FAMILY:
Mamta Bharadwaj, 42, Account Director South, Rediffusion Dentsu Young
& Rubicam (PR Division); Simran, 13
SALARY: Rs 12 lakh a year
ASSETS/INVESTMENTS: Recently bought an apartment valued
at Rs 30 lakh (EMI: Rs 27,000); Rs 30,000 a year in insurance and
education policy for daughter; Rs 60,000 a year in PPF; Rs 40,000
a year in infrastructure bonds; doesn't believe in fixed deposits
ROHIT SARIN, Partner, Client Associates,
recommends:
- Mamta should scrap her investments in infrastructure bonds
as her income is higher than Rs 5,00,000 and she is not eligible
for a rebate under Sec 88 of the Income Tax Act
- She should see whether the cover under the education policy
is adequate for her daughter's future education expenses; if not,
she should top it up with a term policy
- She should work out her loan liability and the funds required
for her daughter's wedding and cover both with a term policy
- Mamta will need Rs 20,000 per month (adjusted for inflation)

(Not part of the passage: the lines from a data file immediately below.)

//! Frame sources and RAII frame leases

use std::path::{Path, PathBuf};
use std::sync::atomic::{AtomicU64, Ordering};
use std::sync::Arc;
use std::time::{SystemTime, UNIX_EPOCH};

use tracing::{debug, info};

use crate::{CameraError, VideoFrame};

/// Platform release operation for a frame buffer
pub type ReleaseHook = Box<dyn FnOnce() + Send>;

/// Anything that can hand out captured frames
pub trait FrameSource {
    /// Next frame, or `None` when the source is exhausted
    fn next_frame(&mut self) -> Result<Option<CapturedFrame>, CameraError>;
}

/// Captured frame with RAII cleanup
///
/// The release hook runs exactly once, when the lease is dropped, on every
/// exit path of whoever holds it.
pub struct CapturedFrame {
    frame: VideoFrame,
    release: Option<ReleaseHook>,
}

impl CapturedFrame {
    /// Wrap a frame whose buffer must be handed back to the platform
    pub fn new(frame: VideoFrame, release: ReleaseHook) -> Self {
        Self {
            frame,
            release: Some(release),
        }
    }

    /// Wrap a frame that owns its buffer outright
    pub fn unmanaged(frame: VideoFrame) -> Self {
        Self {
            frame,
            release: None,
        }
    }

    /// Borrow the decoded frame
    pub fn frame(&self) -> &VideoFrame {
        &self.frame
    }

    /// Get frame sequence number
    pub fn sequence(&self) -> u32 {
        self.frame.sequence
    }

    /// Release the frame now
    pub fn release(self) {
        drop(self);
    }
}

impl std::fmt::Debug for CapturedFrame {
    fn fmt(&self, f: &mut std::fmt::Formatter<'_>) -> std::fmt::Result {
        f.debug_struct("CapturedFrame")
            .field("width", &self.frame.width)
            .field("height", &self.frame.height)
            .field("sequence", &self.frame.sequence)
            .field("managed", &self.release.is_some())
            .finish()
    }
}

impl Drop for CapturedFrame {
    fn drop(&mut self) {
        if let Some(release) = self.release.take() {
            release();
        }
    }
}

/// Image files decoded from a directory, in lexical order
///
/// Stands in for a live camera when replaying recorded sessions.
pub struct ImageDirSource {
    paths: Vec<PathBuf>,
    next: usize,
    released: Arc<AtomicU64>,
}

const IMAGE_EXTENSIONS: &[&str] = &["png", "jpg", "jpeg", "bmp"];

impl ImageDirSource {
    /// Scan a directory for image files
    pub fn open(dir: impl AsRef<Path>) -> Result<Self, CameraError> {
        let dir = dir.as_ref();
        if !dir.is_dir() {
            return Err(CameraError::Open(format!(
                "{} is not a directory",
                dir.display()
            )));
        }

        let mut paths = Vec::new();
        for entry in std::fs::read_dir(dir)? {
            let path = entry?.path();
            let is_image = path
                .extension()
                .and_then(|e| e.to_str())
                .map(|e| IMAGE_EXTENSIONS.contains(&e.to_ascii_lowercase().as_str()))
                .unwrap_or(false);
            if is_image {
                paths.push(path);
            }
        }
        paths.sort();

        info!("Opened frame directory {} ({} frames)", dir.display(), paths.len());

        Ok(Self {
            paths,
            next: 0,
            released: Arc::new(AtomicU64::new(0)),
        })
    }

    /// Number of frames in the directory
    pub fn len(&self) -> usize {
        self.paths.len()
    }

    /// Check if the directory held no frames
    pub fn is_empty(&self) -> bool {
        self.paths.is_empty()
    }

    /// Frames handed out and since released
    pub fn released_count(&self) -> u64 {
        self.released.load(Ordering::Relaxed)
    }
}

impl FrameSource for ImageDirSource {
    fn next_frame(&mut self) -> Result<Option<CapturedFrame>, CameraError> {
        let Some(path) = self.paths.get(self.next) else {
            return Ok(None);
        };
        let sequence = self.next as u32;
        self.next += 1;

        let image = image::open(path)
            .map_err(|e| CameraError::Decode(format!("{}: {}", path.display(), e)))?
            .to_rgb8();

        let timestamp_ns = SystemTime::now()
            .duration_since(UNIX_EPOCH)
            .map(|d| d.as_nanos() as u64)
            .unwrap_or(0);

        let frame = VideoFrame::from_rgb_image(image, timestamp_ns, sequence);
        let released = Arc::clone(&self.released);

        Ok(Some(CapturedFrame::new(
            frame,
            Box::new(move || {
                released.fetch_add(1, Ordering::Relaxed);
                debug!("Released frame {}", sequence);
            }),
        )))
    }
}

after her retirement, which is 15 years from now. Assuming she
lives till the age of 75, she needs a corpus of Rs 36 lakh invested
in debt yielding 6 per cent a year. If she saves Rs 1.86 lakh
(Rs 1.26 lakh plus the Rs 60,000 she puts in PPF) every year as
she is now doing, and if this grows by 10 per cent a year, she
would have a corpus of Rs 35 lakh by the time she retires. Ergo,
she needs to look for some way to generate returns towards her
daughter's wedding and education expenses. She may invest 20 per
cent of her savings in equity Since her savings or investible
surplus isn't mentioned, it is probably her salary less the EMI,
investments, tax (@30 per cent), and living expenses (Rs 25,000
a month). This is around Rs 1.26 lakh a year.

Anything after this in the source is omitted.